> **PROBLEM REQUIREMENTS**
Return, word for word, the lines of the listing below from the one with "filename packages/text/src/measure.rs" through the one with "reports an error.", and no other lines.

> **STORED DATA**

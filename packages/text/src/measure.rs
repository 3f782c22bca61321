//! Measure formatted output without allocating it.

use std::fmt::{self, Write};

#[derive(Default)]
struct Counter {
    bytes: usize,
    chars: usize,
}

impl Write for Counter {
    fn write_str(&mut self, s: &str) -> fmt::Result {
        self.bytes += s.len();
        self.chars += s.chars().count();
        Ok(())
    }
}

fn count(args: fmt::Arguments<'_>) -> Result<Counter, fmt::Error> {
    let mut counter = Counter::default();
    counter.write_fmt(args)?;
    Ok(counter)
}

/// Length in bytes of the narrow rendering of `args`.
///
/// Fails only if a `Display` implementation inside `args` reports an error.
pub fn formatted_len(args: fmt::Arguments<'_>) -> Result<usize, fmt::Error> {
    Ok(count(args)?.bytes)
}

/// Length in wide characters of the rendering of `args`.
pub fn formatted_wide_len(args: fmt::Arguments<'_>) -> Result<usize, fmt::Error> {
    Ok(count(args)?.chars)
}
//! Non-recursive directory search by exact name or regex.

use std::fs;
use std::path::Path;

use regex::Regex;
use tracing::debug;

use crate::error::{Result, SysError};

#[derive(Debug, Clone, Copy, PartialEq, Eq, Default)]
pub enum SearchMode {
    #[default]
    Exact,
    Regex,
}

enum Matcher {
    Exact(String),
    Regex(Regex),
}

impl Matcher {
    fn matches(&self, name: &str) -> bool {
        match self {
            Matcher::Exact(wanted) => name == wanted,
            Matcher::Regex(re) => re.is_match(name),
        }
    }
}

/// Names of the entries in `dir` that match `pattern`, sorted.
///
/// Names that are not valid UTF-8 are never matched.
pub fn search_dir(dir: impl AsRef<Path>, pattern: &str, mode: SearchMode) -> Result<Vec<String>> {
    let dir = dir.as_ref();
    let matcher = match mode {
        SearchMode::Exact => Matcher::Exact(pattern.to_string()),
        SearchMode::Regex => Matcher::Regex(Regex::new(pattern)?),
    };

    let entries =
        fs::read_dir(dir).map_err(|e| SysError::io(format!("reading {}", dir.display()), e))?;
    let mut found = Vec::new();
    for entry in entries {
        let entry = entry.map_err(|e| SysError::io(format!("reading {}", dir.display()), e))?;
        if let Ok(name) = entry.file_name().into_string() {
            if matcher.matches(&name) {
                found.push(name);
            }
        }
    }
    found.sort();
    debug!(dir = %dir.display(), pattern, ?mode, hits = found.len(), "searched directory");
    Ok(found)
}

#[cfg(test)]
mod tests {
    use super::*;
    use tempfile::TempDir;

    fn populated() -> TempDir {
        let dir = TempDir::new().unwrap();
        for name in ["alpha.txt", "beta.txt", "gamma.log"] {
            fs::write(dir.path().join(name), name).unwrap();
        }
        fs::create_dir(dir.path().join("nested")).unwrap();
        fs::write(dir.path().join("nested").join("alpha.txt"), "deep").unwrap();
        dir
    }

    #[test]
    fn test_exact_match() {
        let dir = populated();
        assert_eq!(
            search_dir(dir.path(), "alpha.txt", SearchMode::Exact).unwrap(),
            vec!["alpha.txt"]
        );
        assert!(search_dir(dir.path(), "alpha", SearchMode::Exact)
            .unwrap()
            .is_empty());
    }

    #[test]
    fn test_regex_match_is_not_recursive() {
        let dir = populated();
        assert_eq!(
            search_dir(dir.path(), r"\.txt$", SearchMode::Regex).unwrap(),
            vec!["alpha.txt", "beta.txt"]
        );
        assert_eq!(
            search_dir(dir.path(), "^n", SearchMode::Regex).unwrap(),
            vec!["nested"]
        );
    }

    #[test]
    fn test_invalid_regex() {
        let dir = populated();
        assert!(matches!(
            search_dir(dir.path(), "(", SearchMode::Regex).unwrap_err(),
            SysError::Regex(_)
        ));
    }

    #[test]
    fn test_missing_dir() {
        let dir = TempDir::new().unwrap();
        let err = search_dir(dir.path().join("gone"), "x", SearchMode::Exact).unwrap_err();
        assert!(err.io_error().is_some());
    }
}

* * *

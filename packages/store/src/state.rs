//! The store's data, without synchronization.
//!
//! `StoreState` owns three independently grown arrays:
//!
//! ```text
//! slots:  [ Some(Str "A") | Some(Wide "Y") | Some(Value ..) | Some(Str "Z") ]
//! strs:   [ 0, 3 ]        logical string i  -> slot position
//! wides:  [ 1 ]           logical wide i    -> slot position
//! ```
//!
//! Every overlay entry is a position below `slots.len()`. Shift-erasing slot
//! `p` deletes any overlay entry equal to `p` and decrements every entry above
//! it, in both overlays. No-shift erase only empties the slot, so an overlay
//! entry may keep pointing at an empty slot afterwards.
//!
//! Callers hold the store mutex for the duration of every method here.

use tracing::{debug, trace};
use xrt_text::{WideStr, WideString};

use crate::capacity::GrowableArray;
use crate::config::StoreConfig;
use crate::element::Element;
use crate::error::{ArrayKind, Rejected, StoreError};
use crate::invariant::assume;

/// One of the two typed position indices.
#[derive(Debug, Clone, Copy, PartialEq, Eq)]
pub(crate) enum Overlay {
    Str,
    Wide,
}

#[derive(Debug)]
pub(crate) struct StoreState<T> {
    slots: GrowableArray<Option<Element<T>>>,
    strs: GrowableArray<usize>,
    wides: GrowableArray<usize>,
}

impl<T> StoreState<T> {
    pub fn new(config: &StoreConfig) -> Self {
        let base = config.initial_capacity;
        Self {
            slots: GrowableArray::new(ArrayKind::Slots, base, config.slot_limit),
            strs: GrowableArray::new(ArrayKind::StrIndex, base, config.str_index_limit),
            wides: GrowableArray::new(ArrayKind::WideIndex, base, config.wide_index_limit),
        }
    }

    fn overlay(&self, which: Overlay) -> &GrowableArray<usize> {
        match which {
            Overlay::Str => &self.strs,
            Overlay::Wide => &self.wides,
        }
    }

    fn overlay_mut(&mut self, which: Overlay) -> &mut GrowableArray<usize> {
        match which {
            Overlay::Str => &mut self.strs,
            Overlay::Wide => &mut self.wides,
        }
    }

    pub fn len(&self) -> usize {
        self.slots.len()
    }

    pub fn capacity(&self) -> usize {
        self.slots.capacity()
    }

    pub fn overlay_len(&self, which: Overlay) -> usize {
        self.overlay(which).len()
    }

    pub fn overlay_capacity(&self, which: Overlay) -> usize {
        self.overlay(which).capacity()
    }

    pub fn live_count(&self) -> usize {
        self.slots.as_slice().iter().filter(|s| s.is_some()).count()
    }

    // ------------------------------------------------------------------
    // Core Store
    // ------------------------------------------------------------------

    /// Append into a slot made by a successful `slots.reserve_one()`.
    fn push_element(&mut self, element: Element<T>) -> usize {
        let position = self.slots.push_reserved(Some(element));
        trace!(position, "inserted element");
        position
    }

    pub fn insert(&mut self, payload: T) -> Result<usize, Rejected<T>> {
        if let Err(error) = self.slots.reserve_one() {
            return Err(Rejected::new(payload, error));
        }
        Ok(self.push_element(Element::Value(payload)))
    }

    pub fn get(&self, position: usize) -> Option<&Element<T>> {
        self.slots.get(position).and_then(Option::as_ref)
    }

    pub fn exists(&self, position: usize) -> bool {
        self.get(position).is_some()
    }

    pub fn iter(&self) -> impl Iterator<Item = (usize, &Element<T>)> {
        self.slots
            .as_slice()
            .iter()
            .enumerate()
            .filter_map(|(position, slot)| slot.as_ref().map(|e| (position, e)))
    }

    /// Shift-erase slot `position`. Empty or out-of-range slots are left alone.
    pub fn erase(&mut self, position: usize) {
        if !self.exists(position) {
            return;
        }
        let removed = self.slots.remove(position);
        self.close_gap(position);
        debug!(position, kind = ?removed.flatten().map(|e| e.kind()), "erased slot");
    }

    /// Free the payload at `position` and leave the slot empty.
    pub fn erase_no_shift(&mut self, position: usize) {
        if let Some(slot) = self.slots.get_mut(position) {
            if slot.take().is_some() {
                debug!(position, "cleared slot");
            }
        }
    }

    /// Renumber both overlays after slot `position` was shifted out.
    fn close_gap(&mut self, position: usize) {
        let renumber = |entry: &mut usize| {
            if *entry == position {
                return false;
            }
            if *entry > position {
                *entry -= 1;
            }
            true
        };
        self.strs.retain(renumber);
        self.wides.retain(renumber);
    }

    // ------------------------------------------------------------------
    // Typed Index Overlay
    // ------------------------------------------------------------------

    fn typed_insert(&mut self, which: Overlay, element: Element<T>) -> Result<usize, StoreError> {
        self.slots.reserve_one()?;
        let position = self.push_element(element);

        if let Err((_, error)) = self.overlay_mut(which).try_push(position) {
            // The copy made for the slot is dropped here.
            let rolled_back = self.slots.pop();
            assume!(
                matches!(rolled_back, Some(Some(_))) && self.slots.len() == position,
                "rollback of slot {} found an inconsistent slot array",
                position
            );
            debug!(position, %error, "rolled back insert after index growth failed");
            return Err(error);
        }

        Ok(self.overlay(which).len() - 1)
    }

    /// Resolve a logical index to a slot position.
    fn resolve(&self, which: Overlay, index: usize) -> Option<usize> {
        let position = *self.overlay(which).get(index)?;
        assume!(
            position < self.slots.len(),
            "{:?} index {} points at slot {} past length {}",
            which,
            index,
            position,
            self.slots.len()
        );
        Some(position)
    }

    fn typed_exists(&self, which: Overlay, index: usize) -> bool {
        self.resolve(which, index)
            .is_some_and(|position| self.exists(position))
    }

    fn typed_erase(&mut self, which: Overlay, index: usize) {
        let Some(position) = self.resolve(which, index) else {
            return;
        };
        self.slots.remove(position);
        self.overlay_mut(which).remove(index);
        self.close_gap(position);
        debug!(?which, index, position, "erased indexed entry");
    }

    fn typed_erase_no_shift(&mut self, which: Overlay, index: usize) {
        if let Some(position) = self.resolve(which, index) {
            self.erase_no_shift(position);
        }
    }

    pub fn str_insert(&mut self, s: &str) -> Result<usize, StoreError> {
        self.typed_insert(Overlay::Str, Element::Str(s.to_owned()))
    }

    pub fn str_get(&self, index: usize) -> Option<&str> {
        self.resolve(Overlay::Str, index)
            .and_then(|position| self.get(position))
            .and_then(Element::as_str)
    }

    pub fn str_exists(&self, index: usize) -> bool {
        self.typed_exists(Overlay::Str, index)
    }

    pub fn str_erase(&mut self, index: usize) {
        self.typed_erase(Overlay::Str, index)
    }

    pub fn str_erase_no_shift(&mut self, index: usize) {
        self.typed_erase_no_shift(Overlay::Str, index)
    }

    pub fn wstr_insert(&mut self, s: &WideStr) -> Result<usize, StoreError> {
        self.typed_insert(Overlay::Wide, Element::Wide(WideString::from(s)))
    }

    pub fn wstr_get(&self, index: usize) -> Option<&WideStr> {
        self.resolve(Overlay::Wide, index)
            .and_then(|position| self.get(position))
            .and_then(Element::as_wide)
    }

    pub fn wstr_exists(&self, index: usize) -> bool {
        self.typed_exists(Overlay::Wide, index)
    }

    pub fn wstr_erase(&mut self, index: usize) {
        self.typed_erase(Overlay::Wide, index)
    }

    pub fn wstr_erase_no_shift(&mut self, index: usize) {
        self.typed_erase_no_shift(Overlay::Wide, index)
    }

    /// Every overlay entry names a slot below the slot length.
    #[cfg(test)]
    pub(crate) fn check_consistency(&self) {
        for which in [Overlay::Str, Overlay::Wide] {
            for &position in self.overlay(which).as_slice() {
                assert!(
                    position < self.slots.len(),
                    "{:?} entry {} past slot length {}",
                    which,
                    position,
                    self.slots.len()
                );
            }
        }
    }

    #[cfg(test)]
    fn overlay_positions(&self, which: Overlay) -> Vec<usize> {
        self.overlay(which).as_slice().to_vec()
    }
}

> **PROBLEM SOLUTION**
filename packages/text/src/measure.rs
repository 3f782c22bca61321
//! Measure formatted output without allocating it.

use std::fmt::{self, Write};

#[derive(Default)]
struct Counter {
    bytes: usize,
    chars: usize,
}

impl Write for Counter {
    fn write_str(&mut self, s: &str) -> fmt::Result {
        self.bytes += s.len();
        self.chars += s.chars().count();
        Ok(())
    }
}

fn count(args: fmt::Arguments<'_>) -> Result<Counter, fmt::Error> {
    let mut counter = Counter::default();
    counter.write_fmt(args)?;
    Ok(counter)
}

/// Length in bytes of the narrow rendering of `args`.
///
/// Fails only if a `Display` implementation inside `args` reports an error.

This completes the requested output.